The contrast between the distorted memories of a prematurely dying man and the sound and virile utterances of the First Consul in the prime of all his powers is one which I cannot bring myself to draw. Perhaps 1 could not better introduce these Memoirs to the English reader than by recalling the saying of a friend: " If I were marooned on a desert island, and allowed only one class of books, I should choose a box of French Memoirs." 

With this sentiment, I most cordially agree, with this proviso, that my box of Memoirs should relate to the Revolution, the Consulate, and the Empire. From this box, which would be a large one, there are few books that I should draw upon with more frequency than the Memoirs of Thibaudeau. For all that concerns the civil genius of Bonaparte in his best period, I know of no book so useful and so interesting. 

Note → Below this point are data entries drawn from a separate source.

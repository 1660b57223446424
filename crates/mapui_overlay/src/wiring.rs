//! Event wiring
//!
//! Connects an overlay to the notifications that move it:
//!
//! - map events, bound while the overlay is visible or mid-hide
//! - owner events, bound from `add_to` until `remove`
//! - resize observation of the rendered element
//!
//! Map events map to a [`Reaction`] through [`MAP_REACTIONS`]. Every
//! reaction ends in [`Overlay::reposition`], so pose updates have a single
//! entry point whatever triggered them.

use std::fmt;
use std::rc::{Rc, Weak};

use mapui_core::{FrameKey, ListenerKey};
use smallvec::SmallVec;

use crate::element::{Element, ResizeEntry};
use crate::host::{Capabilities, Geometry, MapEvent, MapHost, Owner, OwnerEvent, WeakMapHost};
use crate::overlay::{Overlay, WeakOverlay};

/// Frame queue scope of deferred repositions
pub const REPOSITION_SCOPE: &str = "overlay.reposition";

/// How an overlay responds to a map event
#[derive(Clone, Copy, Debug, PartialEq, Eq)]
pub enum Reaction {
    /// Reposition on the next frame
    Deferred,
    /// Reposition on the next frame, only while the viewport transforms
    DeferredWhileTransforming,
    /// Reposition now
    Immediate,
    /// Reapply the zoom filter, then reposition now
    ZoomSettled,
}

/// Map event to reaction table
pub const MAP_REACTIONS: &[(&[MapEvent], Reaction)] = &[
    (
        &[MapEvent::Zooming, MapEvent::Rotate, MapEvent::Pitch],
        Reaction::Deferred,
    ),
    (
        &[MapEvent::Moving, MapEvent::MoveEnd],
        Reaction::DeferredWhileTransforming,
    ),
    (&[MapEvent::ZoomEnd], Reaction::ZoomSettled),
    (&[MapEvent::Resize], Reaction::Immediate),
];

/// Owner events the engine reacts to
const OWNER_EVENTS: &[OwnerEvent] = &[
    OwnerEvent::PositionChange,
    OwnerEvent::ShapeChange,
    OwnerEvent::SymbolChange,
    OwnerEvent::Remove,
];

/// Look up the reaction for `event`
pub fn reaction_for(event: MapEvent) -> Option<Reaction> {
    MAP_REACTIONS
        .iter()
        .find(|(kinds, _)| kinds.contains(&event))
        .map(|&(_, reaction)| reaction)
}

// =============================================================================
// Map bindings
// =============================================================================

/// Active map subscriptions of one overlay
pub(crate) struct MapBindings {
    map: WeakMapHost,
    keys: SmallVec<[ListenerKey; 6]>,
}

impl fmt::Debug for MapBindings {
    fn fmt(&self, f: &mut fmt::Formatter<'_>) -> fmt::Result {
        f.debug_struct("MapBindings")
            .field("listeners", &self.keys.len())
            .finish()
    }
}

impl MapBindings {
    /// Unsubscribe everything. Returns the number of listeners removed.
    pub(crate) fn unbind(self) -> usize {
        let Some(map) = self.map.upgrade() else {
            return 0;
        };
        self.keys
            .into_iter()
            .filter(|&key| map.events().off(key))
            .count()
    }
}

pub(crate) fn bind_map_events(overlay: &Overlay, map: &MapHost) -> MapBindings {
    let mut keys = SmallVec::new();

    for &(kinds, reaction) in MAP_REACTIONS {
        let weak = overlay.downgrade();
        keys.push(map.events().on(kinds, move |_| {
            if let Some(overlay) = weak.upgrade() {
                react(&overlay, reaction);
            }
        }));
    }

    for binding in overlay.component().map_events() {
        let weak = overlay.downgrade();
        let handler = binding.handler;
        keys.push(map.events().on(&binding.kinds, move |event| {
            if let Some(overlay) = weak.upgrade() {
                handler(&overlay, event);
            }
        }));
    }

    tracing::trace!(
        "bind_map_events - {:?}: {} listeners",
        overlay.id(),
        keys.len()
    );

    MapBindings {
        map: map.downgrade(),
        keys,
    }
}

fn react(overlay: &Overlay, reaction: Reaction) {
    let Some(map) = overlay.map() else {
        return;
    };

    match reaction {
        Reaction::Deferred => {
            request_reposition(overlay, &map);
        }
        Reaction::DeferredWhileTransforming => {
            if map.viewport().is_transforming() {
                request_reposition(overlay, &map);
            }
        }
        Reaction::Immediate => {
            overlay.reposition();
            overlay.collides();
        }
        Reaction::ZoomSettled => {
            overlay.apply_zoom_filter();
            overlay.reposition();
            overlay.collides();
        }
    }
}

/// Queue a reposition for the next frame
///
/// Requests for the same overlay within one frame collapse into one.
pub(crate) fn request_reposition(overlay: &Overlay, map: &MapHost) -> bool {
    let weak = overlay.downgrade();
    let queued = map.frames().enqueue(
        FrameKey::new(REPOSITION_SCOPE, overlay.id().raw()),
        move || {
            if let Some(overlay) = weak.upgrade() {
                overlay.reposition();
                overlay.collides();
            }
        },
    );
    if queued {
        tracing::trace!("request_reposition - {:?} queued", overlay.id());
    }
    queued
}

// =============================================================================
// Owner bindings
// =============================================================================

/// Active owner subscriptions of one overlay
pub(crate) struct OwnerBindings {
    owner: Weak<dyn Geometry>,
    keys: SmallVec<[ListenerKey; 2]>,
}

impl fmt::Debug for OwnerBindings {
    fn fmt(&self, f: &mut fmt::Formatter<'_>) -> fmt::Result {
        f.debug_struct("OwnerBindings")
            .field("listeners", &self.keys.len())
            .finish()
    }
}

impl OwnerBindings {
    pub(crate) fn unbind(self) -> usize {
        let Some(owner) = self.owner.upgrade() else {
            return 0;
        };
        self.keys
            .into_iter()
            .filter(|&key| owner.events().off(key))
            .count()
    }
}

/// Subscribe to owner changes. Map owners have nothing to bind.
pub(crate) fn bind_owner_events(overlay: &Overlay, owner: &Owner) -> Option<OwnerBindings> {
    let geometry = owner.as_geometry()?;
    let mut keys = SmallVec::new();

    let weak = overlay.downgrade();
    keys.push(geometry.events().on(OWNER_EVENTS, move |event| {
        if let Some(overlay) = weak.upgrade() {
            on_owner_event(&overlay, event);
        }
    }));

    for binding in overlay.component().owner_events() {
        let weak = overlay.downgrade();
        let handler = binding.handler;
        keys.push(geometry.events().on(&binding.kinds, move |event| {
            if let Some(overlay) = weak.upgrade() {
                handler(&overlay, event);
            }
        }));
    }

    Some(OwnerBindings {
        owner: Rc::downgrade(&geometry),
        keys,
    })
}

fn on_owner_event(overlay: &Overlay, event: OwnerEvent) {
    match event {
        OwnerEvent::Remove => overlay.remove(),
        _ if !overlay.is_visible() => {}
        OwnerEvent::PositionChange | OwnerEvent::ShapeChange => {
            let center = overlay.owner().and_then(|owner| owner.center());
            overlay.reshow(center);
        }
        OwnerEvent::SymbolChange => overlay.reshow(None),
    }
}

// =============================================================================
// Resize observation
// =============================================================================

/// Observe `element` resizes on behalf of `overlay`
///
/// Returns false when the platform cannot observe resizes or an observer is
/// already attached.
pub(crate) fn observe_resize(
    overlay: &Overlay,
    element: &Element,
    capabilities: Capabilities,
) -> bool {
    if !capabilities.resize_observer {
        tracing::trace!("observe_resize - no resize observation on this platform");
        return false;
    }

    let weak: WeakOverlay = overlay.downgrade();
    element.observe_resize(Rc::new(move |entries: &[ResizeEntry]| {
        if let Some(overlay) = weak.upgrade() {
            overlay.resized(entries);
        }
    }))
}
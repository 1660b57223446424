//! Auto-pan offsets
//!
//! When an overlay opens partly outside the map container, the map pans so
//! the overlay sits `margin` pixels inside the nearest edge.

use mapui_core::{Point, Rect, Size};

/// Pan offset bringing an overlay box inside the container
///
/// `origin` is the overlay's top-left in container space. Returns `None`
/// when the box already fits. A positive offset moves content right/down.
pub fn pan_offset(origin: Point, size: Size, container: Size, margin: f64) -> Option<Point> {
    let bbox = Rect::from_origin_size(origin, size);

    let left = if bbox.x() < 0.0 {
        -bbox.x() + margin
    } else if bbox.right() > container.width {
        container.width - bbox.right() - margin
    } else {
        0.0
    };

    let top = if bbox.y() < 0.0 {
        -bbox.y() + margin
    } else if bbox.bottom() > container.height {
        container.height - bbox.bottom() - margin
    } else {
        0.0
    };

    if left == 0.0 && top == 0.0 {
        None
    } else {
        Some(Point::new(left, top))
    }
}
//! Mapui Core
//!
//! Host-agnostic primitives shared by the map overlay engine:
//!
//! - **Geometry**: pixel points, sizes and boxes, plus geographic coordinates
//! - **Event Hubs**: subscription by sets of named event kinds
//! - **Frame Queue**: next-frame tasks coalesced per key
//! - **Timer Queue**: one-shot delayed callbacks on a host-driven clock
//!
//! Everything here is single-threaded. Hosts drive the frame and timer
//! queues from their own render loop.

pub mod error;
pub mod events;
pub mod frame;
pub mod geometry;
pub mod timer;

pub use error::{CoreError, Result};
pub use events::{EventHandler, EventHub, EventKind, ListenerKey};
pub use frame::{FrameKey, FrameQueue};
pub use geometry::{Coordinate, Point, Rect, Size};
pub use timer::{TimerId, TimerQueue};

It gives us the most exact and fullest reports extant of the words used by Bonaparte as First Consul, during the debates in the Council of State, and in familiar conversations. These reports form, of course, the main interest of the book, but in addition, it throws more light than is to be found elsewhere upon Bonaparte's methods in working out his vast schemes for the regeneration of France, and upon the relations which existed between him and the " Men of the Revolution " with whom he worked. To understand either the position of the First Consul or of his adherents, it is absolutely necessary to have in one's mind at least an outline of the period which preceded the Consulate, a period perhaps less studied and less understood than any other epoch in the history of the Revolution.

The Constitution of the year III. was drawn up by a Committee of Eleven Members of the Convention, of whom Thibaudeau was one, and was passed in August 1795. It was both an able and an honest attempt to satisfy the longing of the nation to close the Revolution by the establishment of the Constitutional Republic which should secure to it the benefits it had derived from the Revolution, above all the perpetual possession of the National Domains (the lands of the Crown, the Clergy, and the Emigres), and should, at the same time, put an end to the tyranny of revolutionary laws and tribunals, howling mobs, the guillotine, and the Representatives on Missions of cruelty and plunder.

Notwithstanding this vote, Thibaudeau showed his independence by absolutely refusing to join the Jacobin Club, on the ground that it was derogatory to the dignity of a legislator to account for his opinions or to receive his instructions from a society which, without any legal status in the country, had set itself up as a rival to the National Convention. 

To this refusal, which set him apart from the other members of the left, he attributes the dangers which he incurred during the Terror when he was in daily peril and was compelled to remain silent while all the members of his family, his father, his father-in-law, his brothers, and most of his other relatives were imprisoned and in daily peril of their lives.

 Not until after the Thermidor, did he venture to address the Convention, but he soon found himself becoming famous as a speaker, and by the end of the Convention was looked upon as one of the most important leaders of the Moderate Party, as opposed to the Thermidorians on the one side and the Jacobins on the other. After the insurrection of the 13 Vendémiaire, when the Thermidorians rejoined their former allies, he played a part of great importance in successfully opposing the scheme of Barras, Tallien, and the other Thermi- Dorians to postpone the dissolution of the Convention and to return to a state of things closely resembling a renewal of the Terror. Consequently, he was elected to the Corps Législatif by thirty-two Departments. Sitting in the Council of Five Hundred he found himself in a difficult position.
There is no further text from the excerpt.